▶ WHAT THE EXERCISE ASKS
Word for word, give again the lines of the material below, from the one holding "there is none." to the last, with nothing added.
------
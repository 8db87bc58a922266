//! Pairwise Distance Matrices
//!
//! The filtration only ever reads `d(i, j)` for `i < j`, but the matrix is
//! stored symmetric so callers can index it either way round.

use ndarray::{Array2, ArrayView1, Zip};

use crate::error::{PersistenceError, Result};

/// Symmetric, zero-diagonal matrix of non-negative distances.
///
/// Off-diagonal entries may be `+∞` (the pair never connects); NaN and
/// negative values are rejected at construction.
#[derive(Debug, Clone, PartialEq)]
pub struct DistanceMatrix {
    distances: Array2<f64>,
}

impl DistanceMatrix {
    /// Wrap a precomputed matrix.
    ///
    /// Only the strict upper triangle is read; it is mirrored into the lower
    /// triangle and the diagonal is set to zero. This accepts both fully
    /// symmetric input and matrices that only populate `i < j`.
    pub fn from_array(distances: Array2<f64>) -> Result<Self> {
        let (rows, cols) = distances.dim();
        if rows != cols {
            return Err(PersistenceError::NotSquare { rows, cols });
        }

        let mut out = distances;
        for i in 0..rows {
            out[[i, i]] = 0.0;
            for j in i + 1..rows {
                let value = out[[i, j]];
                if value.is_nan() || value < 0.0 {
                    return Err(PersistenceError::InvalidDistance { row: i, col: j, value });
                }
                // -0.0 sorts before 0.0 under total_cmp
                let value = if value == 0.0 { 0.0 } else { value };
                out[[i, j]] = value;
                out[[j, i]] = value;
            }
        }

        Ok(Self { distances: out })
    }

    /// Euclidean distance matrix of a point cloud (one point per row).
    pub fn euclidean(points: &Array2<f64>) -> Result<Self> {
        check_points(points)?;
        Ok(Self {
            distances: euclidean_matrix(points),
        })
    }

    /// Internal constructor for matrices that are valid by construction.
    pub(crate) fn from_valid(distances: Array2<f64>) -> Self {
        debug_assert!(distances.is_square());
        Self { distances }
    }

    /// Distance between points `i` and `j`.
    #[inline]
    pub fn get(&self, i: usize, j: usize) -> f64 {
        self.distances[[i, j]]
    }

    /// Number of points the matrix is defined over.
    pub fn n_points(&self) -> usize {
        self.distances.nrows()
    }

    pub fn as_array(&self) -> &Array2<f64> {
        &self.distances
    }

    /// Sorted, deduplicated finite values over the strict upper triangle.
    ///
    /// These are the radii swept by the filtration.
    pub fn distinct_radii(&self) -> Vec<f64> {
        let n = self.n_points();
        let mut radii: Vec<f64> = Vec::with_capacity(n * n.saturating_sub(1) / 2);
        for i in 0..n {
            for j in i + 1..n {
                let d = self.distances[[i, j]];
                if d.is_finite() {
                    radii.push(d);
                }
            }
        }
        radii.sort_by(f64::total_cmp);
        radii.dedup();
        radii
    }

    /// Largest finite off-diagonal distance, 0 when there is none.
    pub fn max_finite(&self) -> f64 {
        self.distinct_radii().last().copied().unwrap_or(0.0)
    }
}

/// Euclidean distance between two points
#[inline]
pub fn euclidean(a: ArrayView1<f64>, b: ArrayView1<f64>) -> f64 {
    a.iter()
        .zip(b.iter())
        .map(|(x, y)| (x - y) * (x - y))
        .sum::<f64>()
        .sqrt()
}

/// Full pairwise Euclidean matrix, filled in parallel.
pub(crate) fn euclidean_matrix(points: &Array2<f64>) -> Array2<f64> {
    let n = points.nrows();
    let mut dm = Array2::<f64>::zeros((n, n));

    Zip::indexed(&mut dm).par_for_each(|(i, j), d| {
        if i != j {
            *d = euclidean(points.row(i), points.row(j));
        }
    });

    dm
}

/// Reject empty clouds and non-finite coordinates.
pub(crate) fn check_points(points: &Array2<f64>) -> Result<()> {
    if points.nrows() == 0 {
        return Err(PersistenceError::EmptyPointSet);
    }
    for (row, point) in points.outer_iter().enumerate() {
        if point.iter().any(|x| !x.is_finite()) {
            return Err(PersistenceError::NonFinitePoint { row });
        }
    }
    Ok(())
}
------
▶ ANSWER SECTION
    /// Largest finite off-diagonal distance, 0 when there is none.
    pub fn max_finite(&self) -> f64 {
        self.distinct_radii().last().copied().unwrap_or(0.0)
    }
}

/// Euclidean distance between two points
#[inline]
pub fn euclidean(a: ArrayView1<f64>, b: ArrayView1<f64>) -> f64 {
    a.iter()
        .zip(b.iter())
        .map(|(x, y)| (x - y) * (x - y))
        .sum::<f64>()
        .sqrt()
}

/// Full pairwise Euclidean matrix, filled in parallel.
pub(crate) fn euclidean_matrix(points: &Array2<f64>) -> Array2<f64> {
    let n = points.nrows();
    let mut dm = Array2::<f64>::zeros((n, n));

    Zip::indexed(&mut dm).par_for_each(|(i, j), d| {
        if i != j {
            *d = euclidean(points.row(i), points.row(j));
        }
    });

    dm
}

/// Reject empty clouds and non-finite coordinates.
pub(crate) fn check_points(points: &Array2<f64>) -> Result<()> {
    if points.nrows() == 0 {
        return Err(PersistenceError::EmptyPointSet);
    }
    for (row, point) in points.outer_iter().enumerate() {
        if point.iter().any(|x| !x.is_finite()) {
            return Err(PersistenceError::NonFinitePoint { row });
        }
    }
    Ok(())
}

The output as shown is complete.